- Problem requirements:
For this exercise, please reproduce the records below word for word, from the first line through the line with "backing the cache.".

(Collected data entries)
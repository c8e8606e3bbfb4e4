//! Container build and local compose stack.

use apismith_core::domain::{
    Broker, CacheBackend, Database, MigrationTool, RenderContext, TaskQueue, capabilities,
};

use super::{Rendered, Source, broker_url, cache_url, database_url, result_backend};
use crate::catalog::ids;

pub(crate) fn dockerfile(ctx: &RenderContext<'_>) -> Rendered {
    let mut src = Source::new();
    src.block(
        r#"
FROM python:{{PYTHON_VERSION}}-slim

ENV PYTHONDONTWRITEBYTECODE=1 \
    PYTHONUNBUFFERED=1 \
    PIP_NO_CACHE_DIR=1

WORKDIR /srv

COPY pyproject.toml README.md ./
COPY app ./app
RUN pip install --upgrade pip && pip install .
"#,
    );
    if ctx.config().migration_tool() == MigrationTool::Alembic {
        src.line("COPY alembic.ini ./").line("COPY migrations ./migrations");
    }
    src.blank()
        .line("EXPOSE 8000")
        .blank()
        .line(format!(
            "CMD [\"uvicorn\", \"{}:app\", \"--host\", \"0.0.0.0\", \"--port\", \"8000\"]",
            ctx.module_path(ids::MAIN)?
        ));
    Ok(src.finish())
}

/// Hostname of the compose service backing the cache.
fn cache_host(backend: CacheBackend) -> &'static str {
    match backend {
        CacheBackend::Memcached => "memcached",
        _ => "redis",
    }
}

fn broker_host(broker: Broker) -> &'static str {
    match broker {
        Broker::RabbitMq => "rabbitmq",
        _ => "redis",
    }
}

pub(crate) fn compose(ctx: &RenderContext<'_>) -> Rendered {
    let config = ctx.config();
    let image = capabilities::find_database(config.database()).and_then(|d| d.image);
    let needs_redis = config.cache_backend() == CacheBackend::Redis
        || (config.has_tasks() && config.broker() == Broker::Redis);
    let needs_memcached = config.cache_backend() == CacheBackend::Memcached;
    let needs_rabbitmq = config.has_tasks() && config.broker() == Broker::RabbitMq;

    let mut environment = Vec::new();
    if config.has_database() {
        environment.push(format!(
            "DATABASE_URL: \"{}\"",
            database_url(config).replace("localhost", "db")
        ));
    }
    if config.has_auth() {
        environment.push("SECRET_KEY: \"change-me-in-production\"".to_string());
    }
    if let Some(url) = cache_url(config, cache_host(config.cache_backend())) {
        environment.push(format!("CACHE_URL: \"{url}\""));
    }
    let host = broker_host(config.broker());
    if let Some(url) = broker_url(config, host) {
        environment.push(format!("BROKER_URL: \"{url}\""));
    }
    if config.task_queue() == TaskQueue::Celery {
        if let Some(url) = result_backend(config, host) {
            environment.push(format!("RESULT_BACKEND: \"{url}\""));
        }
    }

    let mut depends_on = Vec::new();
    if image.is_some() {
        depends_on.push("db");
    }
    if needs_redis {
        depends_on.push("redis");
    }
    if needs_memcached {
        depends_on.push("memcached");
    }
    if needs_rabbitmq {
        depends_on.push("rabbitmq");
    }

    let service_body = |src: &mut Source| {
        if !environment.is_empty() {
            src.line("    environment:");
            for entry in &environment {
                src.line(format!("      {entry}"));
            }
        }
        if !depends_on.is_empty() {
            src.line("    depends_on:");
            for service in &depends_on {
                src.line(format!("      - {service}"));
            }
        }
    };

    let mut src = Source::new();
    src.line("services:")
        .line("  api:")
        .line("    build: .")
        .line("    ports:")
        .line(r#"      - "8000:8000""#);
    service_body(&mut src);

    if ctx.has(ids::WORKER) {
        let command = match config.task_queue() {
            TaskQueue::Celery => format!(
                "[\"celery\", \"-A\", \"{}:celery_app\", \"worker\", \"--loglevel=info\"]",
                ctx.module_path(ids::WORKER)?
            ),
            TaskQueue::Arq => format!(
                "[\"arq\", \"{}.WorkerSettings\"]",
                ctx.module_path(ids::WORKER)?
            ),
            TaskQueue::Dramatiq | TaskQueue::None => {
                format!("[\"dramatiq\", \"{}\"]", ctx.module_path(ids::JOBS)?)
            }
        };
        src.blank()
            .line("  worker:")
            .line("    build: .")
            .line(format!("    command: {command}"));
        service_body(&mut src);
    }

    if let Some(image) = image {
        src.blank()
            .line("  db:")
            .line(format!("    image: {image}"))
            .line("    environment:");
        match config.database() {
            Database::MySql => {
                src.line("      MYSQL_ROOT_PASSWORD: root")
                    .line("      MYSQL_DATABASE: {{PROJECT_NAME_SNAKE}}")
                    .line("    volumes:")
                    .line("      - db-data:/var/lib/mysql");
            }
            _ => {
                src.line("      POSTGRES_USER: postgres")
                    .line("      POSTGRES_PASSWORD: postgres")
                    .line("      POSTGRES_DB: {{PROJECT_NAME_SNAKE}}")
                    .line("    volumes:")
                    .line("      - db-data:/var/lib/postgresql/data");
            }
        }
    }
    if needs_redis {
        src.blank().line("  redis:").line("    image: redis:7-alpine");
    }
    if needs_memcached {
        src.blank()
            .line("  memcached:")
            .line("    image: memcached:1.6-alpine");
    }
    if needs_rabbitmq {
        src.blank()
            .line("  rabbitmq:")
            .line("    image: rabbitmq:3.13-management-alpine")
            .line("    ports:")
            .line(r#"      - "15672:15672""#);
    }

    if image.is_some() {
        src.blank().line("volumes:").line("  db-data:");
    }
    Ok(src.finish())
}

pub(crate) fn dockerignore(_: &RenderContext<'_>) -> Rendered {
    Ok(Source::new()
        .block(
            r#"
.git
.venv
venv
__pycache__
*.py[cod]
.pytest_cache
.mypy_cache
.ruff_cache
.env
*.db
tests
"#,
        )
        .finish())
}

- Response to the task:
repository c8e8606e3bbfb4e4
//! Container build and local compose stack.

use apismith_core::domain::{
    Broker, CacheBackend, Database, MigrationTool, RenderContext, TaskQueue, capabilities,
};

use super::{Rendered, Source, broker_url, cache_url, database_url, result_backend};
use crate::catalog::ids;

pub(crate) fn dockerfile(ctx: &RenderContext<'_>) -> Rendered {
    let mut src = Source::new();
    src.block(
        r#"
FROM python:{{PYTHON_VERSION}}-slim

ENV PYTHONDONTWRITEBYTECODE=1 \
    PYTHONUNBUFFERED=1 \
    PIP_NO_CACHE_DIR=1

WORKDIR /srv

COPY pyproject.toml README.md ./
COPY app ./app
RUN pip install --upgrade pip && pip install .
"#,
    );
    if ctx.config().migration_tool() == MigrationTool::Alembic {
        src.line("COPY alembic.ini ./").line("COPY migrations ./migrations");
    }
    src.blank()
        .line("EXPOSE 8000")
        .blank()
        .line(format!(
            "CMD [\"uvicorn\", \"{}:app\", \"--host\", \"0.0.0.0\", \"--port\", \"8000\"]",
            ctx.module_path(ids::MAIN)?
        ));
    Ok(src.finish())
}

/// Hostname of the compose service backing the cache.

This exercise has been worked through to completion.